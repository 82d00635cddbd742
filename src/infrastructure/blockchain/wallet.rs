//! Wallet keypair loading

use solana_sdk::signature::{read_keypair_file, Keypair};
use tracing::info;

use crate::shared::errors::ConfigError;

pub const PRIVATE_KEY_ENV: &str = "WALLET_PRIVATE_KEY";

/// Load the signing keypair.
///
/// `WALLET_PRIVATE_KEY` wins over the keypair file. The variable may hold a
/// base58 secret key or a JSON byte array as written by `solana-keygen`.
pub fn load_keypair(keypair_path: Option<&str>) -> Result<Keypair, ConfigError> {
    if let Ok(secret) = std::env::var(PRIVATE_KEY_ENV) {
        if !secret.trim().is_empty() {
            info!("🔑 Using wallet from {}", PRIVATE_KEY_ENV);
            return parse_private_key(&secret);
        }
    }

    match keypair_path {
        Some(path) => {
            let expanded = expand_home(path);
            info!("🔑 Using wallet file {}", expanded);
            read_keypair_file(&expanded)
                .map_err(|e| ConfigError::MissingWallet(format!("cannot read {}: {}", expanded, e)))
        }
        None => Err(ConfigError::MissingWallet(format!(
            "set {} or wallet.keypair",
            PRIVATE_KEY_ENV
        ))),
    }
}

pub fn parse_private_key(secret: &str) -> Result<Keypair, ConfigError> {
    let secret = secret.trim();
    let bytes = if secret.starts_with('[') {
        serde_json::from_str::<Vec<u8>>(secret)
            .map_err(|e| ConfigError::MissingWallet(format!("invalid JSON key: {}", e)))?
    } else {
        bs58::decode(secret)
            .into_vec()
            .map_err(|e| ConfigError::MissingWallet(format!("invalid base58 key: {}", e)))?
    };
    Keypair::try_from(bytes.as_slice())
        .map_err(|e| ConfigError::MissingWallet(format!("invalid secret key: {}", e)))
}

fn expand_home(path: &str) -> String {
    match (path.strip_prefix("~/"), std::env::var("HOME")) {
        (Some(rest), Ok(home)) => format!("{}/{}", home, rest),
        _ => path.to_string(),
    }
}
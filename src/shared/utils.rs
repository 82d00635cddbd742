//! Utility functions and helpers

use rust_decimal::prelude::{FromPrimitive, ToPrimitive};
use rust_decimal::Decimal;
use std::future::Future;
use std::time::Duration;

/// Convert a UI amount into atomic token units (truncating dust).
pub fn to_atomic(amount: Decimal, decimals: u8) -> Option<u64> {
    if amount.is_sign_negative() {
        return None;
    }
    let scale = Decimal::from(10u64.checked_pow(decimals as u32)?);
    amount.checked_mul(scale)?.trunc().to_u64()
}

/// Convert atomic token units into a UI amount.
pub fn from_atomic(amount: u64, decimals: u8) -> Decimal {
    Decimal::from_i128_with_scale(amount as i128, decimals as u32).normalize()
}

/// Lossy conversion used for feeds that deliver floats.
pub fn decimal_from_f64(value: f64) -> Option<Decimal> {
    if !value.is_finite() {
        return None;
    }
    Decimal::from_f64(value)
}

/// Calculate percentage change
pub fn percentage_change(old_value: Decimal, new_value: Decimal) -> Option<Decimal> {
    if old_value.is_zero() {
        return None;
    }
    Some((new_value - old_value) / old_value * Decimal::ONE_HUNDRED)
}

/// Run `fut` with a deadline, mapping expiry onto the caller's error type.
pub async fn with_timeout<T, E, F>(limit: Duration, on_timeout: impl FnOnce() -> E, fut: F) -> Result<T, E>
where
    F: Future<Output = Result<T, E>>,
{
    match tokio::time::timeout(limit, fut).await {
        Ok(result) => result,
        Err(_) => Err(on_timeout()),
    }
}
//! Spatial arbitrage between two Solana venues for one token pair
//! Built with Domain-Driven Design principles

pub mod application;
pub mod domain;
pub mod infrastructure;
pub mod shared;

// Re-export main types for convenience
pub use application::{ArbitrageEngine, Scheduler};
pub use domain::arbitrage::Evaluator;
pub use domain::execution::{ExecutionCoordinator, SingleFlightGuard};
pub use domain::ledger::Ledger;
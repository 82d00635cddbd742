//! Network and priority fee estimation for a two-transaction round trip

use async_trait::async_trait;
use rust_decimal::Decimal;
use std::sync::Arc;
use std::time::Duration;
use tracing::{debug, warn};

use super::pool_fees::{pool_fee_cost, PoolFeeReader};
use super::rpc_client::SolanaRpcClient;
use crate::domain::ports::{CostBreakdown, CostEstimator};
use crate::infrastructure::api_clients::price_feed::SettlementPriceChain;
use crate::shared::errors::CostEstimationError;
use crate::shared::utils::with_timeout;

pub const LAMPORTS_PER_SIGNATURE: u64 = 5_000;
pub const ESTIMATED_CU_PER_SWAP: u64 = 350_000;
pub const TXS_PER_ROUND_TRIP: u64 = 2;
const LAMPORTS_PER_SOL: u64 = 1_000_000_000;
const MICRO_LAMPORTS_PER_LAMPORT: u64 = 1_000_000;

/// Gas for one round trip, in SOL.
#[derive(Debug, Clone, Copy, PartialEq)]
pub struct GasEstimate {
    pub network_sol: Decimal,
    pub priority_sol: Decimal,
    pub fallback: bool,
}

impl GasEstimate {
    pub fn total_sol(&self) -> Decimal {
        self.network_sol + self.priority_sol
    }

    /// Static estimate: signature fees plus whatever is left for priority.
    pub fn fallback(fallback_sol: Decimal) -> Self {
        let network_sol = signature_fees_sol();
        Self {
            network_sol,
            priority_sol: (fallback_sol - network_sol).max(Decimal::ZERO),
            fallback: true,
        }
    }

    /// Estimate from recent prioritization fees (micro-lamports per CU).
    ///
    /// Uses the 75th percentile fee and never goes below half the static
    /// estimate.
    pub fn from_fee_sample(fees: &[u64], fallback_sol: Decimal) -> Result<Self, CostEstimationError> {
        if fees.is_empty() {
            return Err(CostEstimationError::EmptySample);
        }
        let mut sorted = fees.to_vec();
        sorted.sort_unstable_by(|a, b| b.cmp(a));
        let index = ((sorted.len() * 3) / 4).min(sorted.len() - 1);
        let fee_per_cu = Decimal::from(sorted[index]);

        let priority_lamports = Decimal::from(ESTIMATED_CU_PER_SWAP) * fee_per_cu
            / Decimal::from(MICRO_LAMPORTS_PER_LAMPORT)
            * Decimal::from(TXS_PER_ROUND_TRIP);
        let network_sol = signature_fees_sol();
        let mut priority_sol = priority_lamports / Decimal::from(LAMPORTS_PER_SOL);

        let floor = fallback_sol / Decimal::TWO;
        if network_sol + priority_sol < floor {
            priority_sol = floor - network_sol;
        }

        Ok(Self {
            network_sol,
            priority_sol,
            fallback: false,
        })
    }
}

fn signature_fees_sol() -> Decimal {
    Decimal::from(LAMPORTS_PER_SIGNATURE * TXS_PER_ROUND_TRIP) / Decimal::from(LAMPORTS_PER_SOL)
}

/// Combines sampled gas, the SOL/USD rate and pool fee rates.
pub struct PriorityFeeCostEstimator {
    rpc: SolanaRpcClient,
    price: Arc<SettlementPriceChain>,
    pool_fees: Arc<PoolFeeReader>,
    fallback_sol: Decimal,
    sample_timeout: Duration,
}

impl PriorityFeeCostEstimator {
    pub fn new(
        rpc: SolanaRpcClient,
        price: Arc<SettlementPriceChain>,
        pool_fees: Arc<PoolFeeReader>,
        fallback_sol: Decimal,
        sample_timeout: Duration,
    ) -> Self {
        Self {
            rpc,
            price,
            pool_fees,
            fallback_sol,
            sample_timeout,
        }
    }

    async fn gas(&self) -> GasEstimate {
        let sample = with_timeout(
            self.sample_timeout,
            || CostEstimationError::Sampling("timed out".to_string()),
            async {
                self.rpc
                    .get_recent_prioritization_fees()
                    .await
                    .map_err(|e| CostEstimationError::Sampling(e.to_string()))
            },
        )
        .await;

        match sample.and_then(|fees| GasEstimate::from_fee_sample(&fees, self.fallback_sol)) {
            Ok(estimate) => estimate,
            Err(e) => {
                warn!("⚠️ Using static gas estimate: {}", e);
                GasEstimate::fallback(self.fallback_sol)
            }
        }
    }
}

/// Convert a gas estimate into the common unit.
pub fn breakdown(gas: GasEstimate, native_price_usd: Decimal, pool_fee_cost: Decimal) -> CostBreakdown {
    let network_cost = gas.network_sol * native_price_usd;
    let priority_cost = gas.priority_sol * native_price_usd;
    CostBreakdown {
        network_native: gas.network_sol,
        priority_native: gas.priority_sol,
        network_cost,
        priority_cost,
        pool_fee_cost,
        total_cost: network_cost + priority_cost,
        native_price_usd,
        fallback: gas.fallback,
    }
}

#[async_trait]
impl CostEstimator for PriorityFeeCostEstimator {
    async fn cost_breakdown(&self, amount_in: Decimal) -> CostBreakdown {
        let (gas, price, rates) = tokio::join!(self.gas(), self.price.usd_price(), self.pool_fees.fee_rates());
        let costs = breakdown(gas, price, pool_fee_cost(amount_in, &rates));
        debug!(
            "Gas {} SOL @ {} = {} (pool fees {}, informational)",
            gas.total_sol(),
            price,
            costs.total_cost,
            costs.pool_fee_cost
        );
        costs
    }
}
:::
WHAT THE TASK REQUIRES:
Going through the material above, tally the lines holding "Sampling" and give the number alone.

WRITTEN RESPONSE:
2